Chega de injustiça – Lúcio Flávio Pinto começou a atrair a solidariedade popular ao noticiar, em meados de fevereiro, a negativa do Supremo Tribunal de Justiça de reapreciar este processo. Cansado de relutar contra a perseguição judicial contra o seu trabalho que dura pelo menos 20 anos e lhe rende ao todo 33 processos, o jornalista decidiu não recorrer e apenas aguardar a execução da sentença. Uma escolha de risco, pois representa a perda de sua primariedade como réu em outras ações.

Foi então que resolveu declarar suspeito o Tribunal de Justiça do Pará e lançou uma campanha pública de arrecadação de fundos para o pagamento da sentença. Com o apoio de uma rede formada por cidadãos comuns, seus leitores, conscientes da injustiça praticada contra ele ao exercer seu direito de opinião e de informação, em algumas semanas os recursos necessários ao pagamento da quantia foram captados e manifestações de jornalistas e formadores de opinião de todo o Brasil começaram a chegar.

No Uruguai, por exemplo, um grupo de jornalistas integrante da Rede de Comunicação Ambiental da América Latina e do Caribe (RedCalc) protocolou no dia 07 de março uma carta endereçada à presidente Dilma Rousseff, protestando contra a perseguição política sofrida por ele na Amazônia. A carta foi assinada por representantes de importantes veículos de comunicação do país e entregue à embaixada do Brasil em Montevidéu.

Além disso, uma série de eventos, como debates, palestras e encontros foram promovidos em Belém e dois abaixo-assinados foram lançados para denunciar a situação do jornalista ao Conselho Nacional de Justiça e aos poderes da república, por representar significativa ameaça à liberdade de imprensa e expressão no país.

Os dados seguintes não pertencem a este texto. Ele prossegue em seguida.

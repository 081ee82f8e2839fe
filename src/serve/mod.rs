//! Read-only HTTP browser over a remote.
//!
//! `GET /dir/` renders an HTML index of one directory level and `GET /file`
//! streams an object. Every request goes straight to the backend.

use std::fmt::Write as _;
use std::sync::Arc;

use axum::Router;
use axum::body::Body;
use axum::extract::{Path, State};
use axum::http::{StatusCode, header};
use axum::response::{Html, IntoResponse, Response};
use axum::routing::get;
use thiserror::Error;
use tokio::signal;
use tokio_util::io::ReaderStream;

use crate::cadapter::{BackendError, ObjectBackend, ObjectInfo, is_clean_remote, leaf_of};
use crate::config::ServeConfig;

#[derive(Debug, Error)]
pub enum ServeError {
    #[error("Directory not found")]
    DirNotFound,

    #[error("File not found")]
    FileNotFound,

    #[error("Invalid path")]
    BadPath,

    #[error("Failed to list directory.")]
    List(#[source] BackendError),

    #[error("Failed to find file.")]
    Stat(#[source] BackendError),

    #[error("Failed to open file.")]
    Open(#[source] BackendError),
}

impl IntoResponse for ServeError {
    fn into_response(self) -> Response {
        let status = match &self {
            ServeError::DirNotFound | ServeError::FileNotFound => StatusCode::NOT_FOUND,
            ServeError::BadPath => StatusCode::BAD_REQUEST,
            ServeError::List(e) | ServeError::Stat(e) | ServeError::Open(e) => {
                tracing::error!("{self}: {e}");
                StatusCode::INTERNAL_SERVER_ERROR
            }
        };
        (status, self.to_string()).into_response()
    }
}

#[derive(Clone)]
pub struct ServeState {
    backend: Arc<dyn ObjectBackend>,
}

impl ServeState {
    pub fn new(backend: Arc<dyn ObjectBackend>) -> Self {
        Self { backend }
    }
}

pub fn create_router(state: ServeState) -> Router {
    Router::new()
        .route("/", get(browse_root))
        .route("/{*path}", get(browse))
        .with_state(state)
}

/// Serve `backend` until Ctrl-C or SIGTERM.
pub async fn run(config: &ServeConfig, backend: Arc<dyn ObjectBackend>) -> std::io::Result<()> {
    let app = create_router(ServeState::new(backend.clone()));
    let listener = tokio::net::TcpListener::bind(config.bind).await?;
    tracing::info!(remote = %backend.name(), "serving on http://{}/", listener.local_addr()?);
    axum::serve(listener, app)
        .with_graceful_shutdown(shutdown_signal())
        .await
}

async fn browse_root(State(state): State<ServeState>) -> Result<Response, ServeError> {
    serve_dir(&state, "").await
}

async fn browse(
    State(state): State<ServeState>,
    Path(path): Path<String>,
) -> Result<Response, ServeError> {
    let (remote, is_dir) = match path.strip_suffix('/') {
        Some(dir) => (dir, true),
        None => (path.as_str(), false),
    };
    if !is_clean_remote(remote) {
        tracing::debug!(path = %path, "rejecting unclean path");
        return Err(ServeError::BadPath);
    }
    if is_dir {
        serve_dir(&state, remote).await
    } else {
        serve_file(&state, remote).await
    }
}

async fn serve_dir(state: &ServeState, dir: &str) -> Result<Response, ServeError> {
    let listing = match state.backend.list(dir).await {
        Ok(listing) => listing,
        Err(BackendError::DirNotFound(_)) => return Err(ServeError::DirNotFound),
        Err(e) => return Err(ServeError::List(e)),
    };
    let mut entries: Vec<(String, bool)> = listing
        .objects
        .iter()
        .map(|o| (o.remote.clone(), false))
        .chain(listing.dirs.into_iter().map(|d| (d, true)))
        .collect();
    entries.sort();
    tracing::debug!(dir, count = entries.len(), "serving directory index");
    Ok(Html(render_index(dir, &entries)).into_response())
}

async fn serve_file(state: &ServeState, remote: &str) -> Result<Response, ServeError> {
    let info = match state.backend.stat(remote).await {
        Ok(info) => info,
        Err(e) if e.is_not_found() => return Err(ServeError::FileNotFound),
        Err(e) => return Err(ServeError::Stat(e)),
    };
    let reader = state.backend.open(&info).await.map_err(ServeError::Open)?;
    tracing::debug!(remote, size = info.size, "serving file");

    let mut response = Response::builder()
        .status(StatusCode::OK)
        .header(header::CONTENT_LENGTH, info.size);
    if let Some(content_type) = content_type_for(&info) {
        response = response.header(header::CONTENT_TYPE, content_type);
    }
    let body = Body::from_stream(ReaderStream::new(reader));
    Ok(response
        .body(body)
        .unwrap_or_else(|_| StatusCode::INTERNAL_SERVER_ERROR.into_response()))
}

/// Declared type, else a guess from the extension. `None` only when the
/// object has neither, leaving the client to sniff.
fn content_type_for(info: &ObjectInfo) -> Option<String> {
    if let Some(declared) = &info.content_type {
        return Some(declared.clone());
    }
    let path = std::path::Path::new(leaf_of(&info.remote));
    path.extension()?;
    Some(
        mime_guess::from_path(path)
            .first_raw()
            .unwrap_or("application/octet-stream")
            .to_string(),
    )
}

/// HTML index of one directory; `entries` are `(remote, is_dir)` in display order.
pub fn render_index(dir: &str, entries: &[(String, bool)]) -> String {
    let mut out = String::from("<!DOCTYPE html>\n<html lang=\"en\">\n<head>\n<meta charset=\"utf-8\">\n");
    let _ = writeln!(out, "<title>{}</title>", escape_html(&format!("Directory: {dir}")));
    out.push_str("</head>\n<body>\n");
    for (remote, is_dir) in entries {
        let mut leaf = leaf_of(remote).to_string();
        if *is_dir {
            leaf.push('/');
        }
        let escaped = escape_html(&leaf);
        let _ = writeln!(out, "<a href=\"{escaped}\">{escaped}</a><br />");
    }
    out.push_str("</body>\n</html>\n");
    out
}

fn escape_html(s: &str) -> String {
    let mut out = String::with_capacity(s.len());
    for c in s.chars() {
        match c {
            '&' => out.push_str("&amp;"),
            '<' => out.push_str("&lt;"),
            '>' => out.push_str("&gt;"),
            '"' => out.push_str("&#34;"),
            '\'' => out.push_str("&#39;"),
            _ => out.push(c),
        }
    }
    out
}

async fn shutdown_signal() {
    let ctrl_c = async {
        if let Err(e) = signal::ctrl_c().await {
            tracing::error!("failed to install Ctrl+C handler: {e}");
            std::future::pending::<()>().await;
        }
    };

    #[cfg(unix)]
    let terminate = async {
        match signal::unix::signal(signal::unix::SignalKind::terminate()) {
            Ok(mut sig) => {
                sig.recv().await;
            }
            Err(e) => {
                tracing::error!("failed to install signal handler: {e}");
                std::future::pending::<()>().await;
            }
        }
    };

    #[cfg(not(unix))]
    let terminate = std::future::pending::<()>();

    tokio::select! {
        _ = ctrl_c => {},
        _ = terminate => {},
    }

    tracing::info!("Shutting down...");
}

Além do absurdo – O caso aumentou ainda mais a insatisfação pública após a repercussão de um texto publicado no Facebook no dia 29 de fevereiro, por meio do qual o juiz Amílcar Guimarães, responsável pela expedição da sentença, atacou verbalmente o jornalista. Entre os pontos, o juiz define o réu por termos ofensivos como “bestalhão”, “pateta”, “canalha”, “otário”, “babaca” e o desafia a fazer denúncia junto ao Conselho Nacional de Justiça: “Eu quero me aposentar. bem que esse otário do LFP poderia fazer uma recamação (sic) no CNJ. Juro que não me defento (sic)”.

Após as afrontas ao jornalista e à opinião pública em sua página na rede social, em entrevista concedida à Folha de São Paulo no dia 6 de março, o juiz assumiu ter expedido a condenação sem conhecer os autos do processo.

Em reportagens produzidas por outros veículos, ele alegou também interesse pessoal em tratar a questão, por meio da qual pretendia expor uma suposta tese sobre os limites da liberdade de imprensa.

E agora? – Enquanto a sentença não é executada pelo Tribunal de Justiça do Pará, a sociedade civil continua mobilizada para denunciar os desmandos do juiz e do judiciário estadual ao Conselho Nacional de Justiça e a grave ameaça à liberdade de imprensa e expressão no Brasil representada pela perseguição judicial ao jornalista no estado.

Participe também deste movimento. Somos Todos Lúcio Flávio Pinto e a injustiça é um problema de toda a sociedade.